··· Records for processing ···

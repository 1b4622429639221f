//! Straight connector arrows and their SVG marker definitions.
//!
//! Arrowheads are SVG markers referenced by the connector path. Marker
//! definitions are keyed by color and emitted once per color into the
//! document `<defs>`, so any number of arrows can share one definition.

use svg::node::element::{Definitions, Marker, Path};

use crate::{color::Color, draw::Stroke, geometry::Point};

/// A straight, single-headed connector line.
#[derive(Debug, Clone, Copy)]
pub struct Arrow {
    stroke: Stroke,
}

impl Arrow {
    /// Creates an arrow drawn with the given stroke.
    pub fn new(stroke: Stroke) -> Self {
        Self { stroke }
    }

    /// Returns the arrow stroke.
    pub fn stroke(&self) -> Stroke {
        self.stroke
    }

    /// Renders this arrow from `start` to `end` as an SVG path with an
    /// arrowhead marker at the end.
    pub fn render_to_svg(&self, start: Point, end: Point) -> Path {
        let path_data = format!(
            "M {} {} L {} {}",
            start.x(),
            start.y(),
            end.x(),
            end.y()
        );

        Path::new()
            .set("d", path_data)
            .set("fill", "none")
            .set("stroke", self.stroke.color().to_string())
            .set("stroke-width", self.stroke.width())
            .set("marker-end", marker_reference(self.stroke.color()))
    }
}

/// Returns the `url(#...)` reference to the arrowhead marker for a color.
pub fn marker_reference(color: Color) -> String {
    format!("url(#arrow-head-{})", color.to_id_safe_string())
}

/// Creates arrowhead marker definitions for the colors in use.
pub fn marker_definitions<'a, I>(colors: I) -> Definitions
where
    I: IntoIterator<Item = &'a Color>,
{
    let mut defs = Definitions::new();

    for color in colors {
        let head = Marker::new()
            .set("id", format!("arrow-head-{}", color.to_id_safe_string()))
            .set("viewBox", "0 0 10 10")
            .set("refX", 9)
            .set("refY", 5)
            .set("markerWidth", 6)
            .set("markerHeight", 6)
            .set("orient", "auto")
            .add(
                Path::new()
                    .set("d", "M 0 0 L 10 5 L 0 10 z")
                    .set("fill", color.to_string()),
            );

        defs = defs.add(head);
    }

    defs
}
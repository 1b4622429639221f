//! CLI logic for the Vibe architecture diagram tool.

mod args;

pub use args::{Args, DEFAULT_OUTPUT, OutputFormat};

use log::{debug, info};

use vibeviz::{
    VibevizError,
    diagram::{ArchitectureDiagram, SUMMARY_CONTENTS},
    export::{Exporter, PdfExporter, SvgExporter},
};

/// Run the Vibeviz CLI application
///
/// Renders the architecture diagram, exports it to the requested output
/// file, and prints the summary block to stdout.
///
/// # Errors
///
/// Returns `VibevizError` for:
/// - File I/O errors
/// - PDF conversion errors
pub fn run(args: &Args) -> Result<(), VibevizError> {
    info!(output_path = args.output; "Rendering architecture diagram");

    let figure = ArchitectureDiagram::new().render();
    debug!("Figure rendered");

    match args.resolved_format() {
        OutputFormat::Pdf => PdfExporter::new(&args.output).export_figure(&figure)?,
        OutputFormat::Svg => SvgExporter::new(&args.output).export_figure(&figure)?,
    }

    info!(output_file = args.output; "Diagram exported successfully");
    print_summary(&args.output);

    Ok(())
}

/// Prints the fixed success summary to stdout. Logs go to stderr, so this
/// is the only output on the standard stream.
fn print_summary(output: &str) {
    println!("System architecture diagram created: {output}");
    println!("Diagram includes:");
    for entry in SUMMARY_CONTENTS {
        println!("   - {entry}");
    }
}
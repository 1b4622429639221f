//! Figure exporters.
//!
//! A rendered [`Figure`] has no side effects until an [`Exporter`] persists
//! it. [`SvgExporter`] writes the document text; [`PdfExporter`] converts
//! the document through `usvg` and `svg2pdf` and writes the bytes. There is
//! no retry or fallback: any failure propagates to the caller.

use std::{
    fs::{self, File},
    io::Write,
    path::{Path, PathBuf},
};

use log::{error, info};
use thiserror::Error;

use crate::canvas::Figure;

#[derive(Debug, Error)]
pub enum Error {
    #[error("render error: {0}")]
    Render(String),

    #[error("I/O error: {0}")]
    Io(#[from] std::io::Error),
}

/// A destination a figure can be exported to.
pub trait Exporter {
    fn export_figure(&self, figure: &Figure) -> Result<(), Error>;
}

/// Writes the figure as an SVG document.
pub struct SvgExporter {
    path: PathBuf,
}

impl SvgExporter {
    pub fn new(path: impl AsRef<Path>) -> Self {
        Self {
            path: path.as_ref().to_path_buf(),
        }
    }
}

impl Exporter for SvgExporter {
    fn export_figure(&self, figure: &Figure) -> Result<(), Error> {
        info!(path:? = self.path; "Creating SVG file");
        let f = match File::create(&self.path) {
            Ok(file) => file,
            Err(err) => {
                error!(path:? = self.path, err:err; "Failed to create SVG file");
                return Err(Error::Io(err));
            }
        };

        if let Err(err) = write!(&f, "{}", figure.document()) {
            error!(path:? = self.path, err:err; "Failed to write SVG content");
            return Err(Error::Io(err));
        }

        Ok(())
    }
}

/// Writes the figure as a PDF document.
pub struct PdfExporter {
    path: PathBuf,
}

impl PdfExporter {
    pub fn new(path: impl AsRef<Path>) -> Self {
        Self {
            path: path.as_ref().to_path_buf(),
        }
    }
}

impl Exporter for PdfExporter {
    fn export_figure(&self, figure: &Figure) -> Result<(), Error> {
        let bytes = pdf::render(figure)?;

        info!(path:? = self.path; "Creating PDF file");
        if let Err(err) = fs::write(&self.path, bytes) {
            error!(path:? = self.path, err:err; "Failed to write PDF file");
            return Err(Error::Io(err));
        }

        Ok(())
    }
}

pub mod pdf {
    //! SVG to PDF conversion.

    use super::Error;
    use crate::canvas::Figure;

    /// Converts a figure to PDF bytes.
    ///
    /// The conversion is a pure function of the SVG text and the loaded
    /// fonts, so repeated calls yield identical bytes.
    pub fn render(figure: &Figure) -> Result<Vec<u8>, Error> {
        let svg_text = figure.to_svg_string();

        let mut options = svg2pdf::usvg::Options::default();
        options.fontdb_mut().load_system_fonts();
        // Keep output stable across environments while still using system fonts.
        options.font_family = "Arial".to_string();

        let tree = svg2pdf::usvg::Tree::from_str(&svg_text, &options)
            .map_err(|_| Error::Render("failed to parse SVG for PDF conversion".to_string()))?;

        svg2pdf::to_pdf(
            &tree,
            svg2pdf::ConversionOptions::default(),
            svg2pdf::PageOptions::default(),
        )
        .map_err(|_| Error::Render("failed to convert SVG to PDF".to_string()))
    }
}
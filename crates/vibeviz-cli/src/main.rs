//! Vibeviz CLI entry point.

use std::{process, str::FromStr};

use clap::Parser;
use log::{LevelFilter, debug, error, info};

use vibeviz_cli::Args;

fn main() {
    // Install miette's pretty panic hook early for better panic reports
    miette::set_panic_hook();

    // Parse configuration first
    let args = Args::parse();

    // Initialize the logger with the specified log level
    let log_level = LevelFilter::from_str(&args.log_level).unwrap_or_else(|_| {
        eprintln!(
            "Invalid log level: {}. Using 'warn' instead.",
            args.log_level
        );
        LevelFilter::Warn
    });

    env_logger::Builder::from_env(env_logger::Env::default())
        .filter_level(log_level)
        .init();

    info!(log_level:?; "Starting Vibeviz");
    debug!(args:?; "Parsed arguments");

    // Run the application
    if let Err(err) = vibeviz_cli::run(&args) {
        error!(err:err; "Run failed");
        process::exit(1);
    }

    info!("Completed successfully");
}
//! Vibeviz - renders the Vibe Database Manager architecture overview.
//!
//! The crate draws one fixed diagram (layer boxes, flow arrows, a legend and
//! a technology panel) onto a [`canvas::Canvas`], producing a
//! [`canvas::Figure`] that the [`export`] module writes out as PDF or SVG.
//!
//! # Examples
//!
//! ```rust,no_run
//! use vibeviz::diagram::ArchitectureDiagram;
//! use vibeviz::export::{Exporter, PdfExporter};
//!
//! let figure = ArchitectureDiagram::new().render();
//! let exporter = PdfExporter::new("vibe_system_architecture.pdf");
//! exporter.export_figure(&figure).expect("Failed to export");
//! ```

pub mod canvas;
pub mod color;
pub mod diagram;
pub mod draw;
pub mod export;
pub mod geometry;

mod error;

pub use error::VibevizError;
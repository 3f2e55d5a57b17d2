//! Purchase request status machine and line item arithmetic

use rust_decimal::Decimal;
use serde::{Deserialize, Serialize};

/// Purchase request lifecycle status
#[derive(Debug, Clone, Copy, PartialEq, Eq, Serialize, Deserialize)]
#[serde(rename_all = "snake_case")]
pub enum RequestStatus {
    Draft,
    PendingManager,
    PendingFinance,
    Approved,
    Rejected,
    Cancelled,
}

impl RequestStatus {
    pub fn as_str(&self) -> &'static str {
        match self {
            RequestStatus::Draft => "draft",
            RequestStatus::PendingManager => "pending_manager",
            RequestStatus::PendingFinance => "pending_finance",
            RequestStatus::Approved => "approved",
            RequestStatus::Rejected => "rejected",
            RequestStatus::Cancelled => "cancelled",
        }
    }

    pub fn from_str(s: &str) -> Option<Self> {
        match s {
            "draft" => Some(RequestStatus::Draft),
            "pending_manager" => Some(RequestStatus::PendingManager),
            "pending_finance" => Some(RequestStatus::PendingFinance),
            "approved" => Some(RequestStatus::Approved),
            "rejected" => Some(RequestStatus::Rejected),
            "cancelled" => Some(RequestStatus::Cancelled),
            _ => None,
        }
    }

    /// No further domain transition is defined from a terminal status
    pub fn is_terminal(&self) -> bool {
        matches!(
            self,
            RequestStatus::Approved | RequestStatus::Rejected | RequestStatus::Cancelled
        )
    }
}

/// Lifecycle events accepted by the purchase request state machine
#[derive(Debug, Clone, Copy, PartialEq, Eq, Serialize, Deserialize)]
#[serde(rename_all = "snake_case")]
pub enum RequestEvent {
    Submit,
    ApproveManager,
    ApproveFinance,
    Reject,
    Cancel,
}

/// The fixed transition table for purchase requests.
///
/// Returns the destination status, or `None` when the (status, event)
/// pair is not a defined transition. Side effects (budget reservation,
/// history rows) are owned by the backend service; this table is the
/// single source of truth for which moves exist.
pub fn next_request_status(status: RequestStatus, event: RequestEvent) -> Option<RequestStatus> {
    use RequestEvent::*;
    use RequestStatus::*;

    match (status, event) {
        (Draft, Submit) => Some(PendingManager),
        (PendingManager, ApproveManager) => Some(PendingFinance),
        (PendingFinance, ApproveFinance) => Some(Approved),
        (PendingManager, Reject) | (PendingFinance, Reject) => Some(Rejected),
        (Draft, Cancel) | (PendingManager, Cancel) | (PendingFinance, Cancel) => Some(Cancelled),
        _ => None,
    }
}

/// Subtotal of one request line
pub fn line_subtotal(quantity: Decimal, unit_price: Decimal) -> Decimal {
    quantity * unit_price
}

/// Total amount of a request: the sum of its line subtotals
pub fn items_total<'a, I>(lines: I) -> Decimal
where
    I: IntoIterator<Item = &'a (Decimal, Decimal)>,
{
    lines
        .into_iter()
        .fold(Decimal::ZERO, |acc, (qty, price)| acc + qty * price)
}

#[cfg(test)]
mod tests {
    use super::*;

    #[test]
    fn test_happy_path_transitions() {
        assert_eq!(
            next_request_status(RequestStatus::Draft, RequestEvent::Submit),
            Some(RequestStatus::PendingManager)
        );
        assert_eq!(
            next_request_status(RequestStatus::PendingManager, RequestEvent::ApproveManager),
            Some(RequestStatus::PendingFinance)
        );
        assert_eq!(
            next_request_status(RequestStatus::PendingFinance, RequestEvent::ApproveFinance),
            Some(RequestStatus::Approved)
        );
    }

    #[test]
    fn test_reject_from_pending_only() {
        assert_eq!(
            next_request_status(RequestStatus::PendingManager, RequestEvent::Reject),
            Some(RequestStatus::Rejected)
        );
        assert_eq!(
            next_request_status(RequestStatus::PendingFinance, RequestEvent::Reject),
            Some(RequestStatus::Rejected)
        );
        assert_eq!(
            next_request_status(RequestStatus::Draft, RequestEvent::Reject),
            None
        );
        assert_eq!(
            next_request_status(RequestStatus::Approved, RequestEvent::Reject),
            None
        );
    }

    #[test]
    fn test_cancel_reaches_every_non_terminal_state() {
        for status in [
            RequestStatus::Draft,
            RequestStatus::PendingManager,
            RequestStatus::PendingFinance,
        ] {
            assert_eq!(
                next_request_status(status, RequestEvent::Cancel),
                Some(RequestStatus::Cancelled)
            );
        }
    }

    #[test]
    fn test_terminal_states_accept_nothing() {
        for status in [
            RequestStatus::Approved,
            RequestStatus::Rejected,
            RequestStatus::Cancelled,
        ] {
            assert!(status.is_terminal());
            for event in [
                RequestEvent::Submit,
                RequestEvent::ApproveManager,
                RequestEvent::ApproveFinance,
                RequestEvent::Reject,
                RequestEvent::Cancel,
            ] {
                assert_eq!(next_request_status(status, event), None);
            }
        }
    }

    #[test]
    fn test_status_round_trip() {
        for status in [
            RequestStatus::Draft,
            RequestStatus::PendingManager,
            RequestStatus::PendingFinance,
            RequestStatus::Approved,
            RequestStatus::Rejected,
            RequestStatus::Cancelled,
        ] {
            assert_eq!(RequestStatus::from_str(status.as_str()), Some(status));
        }
        assert_eq!(RequestStatus::from_str("unknown"), None);
    }

    #[test]
    fn test_items_total() {
        let lines = vec![
            (Decimal::from(2), Decimal::from(150)),
            (Decimal::from(10), Decimal::from(35)),
        ];
        assert_eq!(items_total(&lines), Decimal::from(650));
        assert_eq!(items_total(&[]), Decimal::ZERO);
    }
}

···

Exercise prompt:
Find all the lines with "defined" in the data and copy them.

Answer to this exercise:
    /// No further domain transition is defined from a terminal status
/// pair is not a defined transition. Side effects (budget reservation,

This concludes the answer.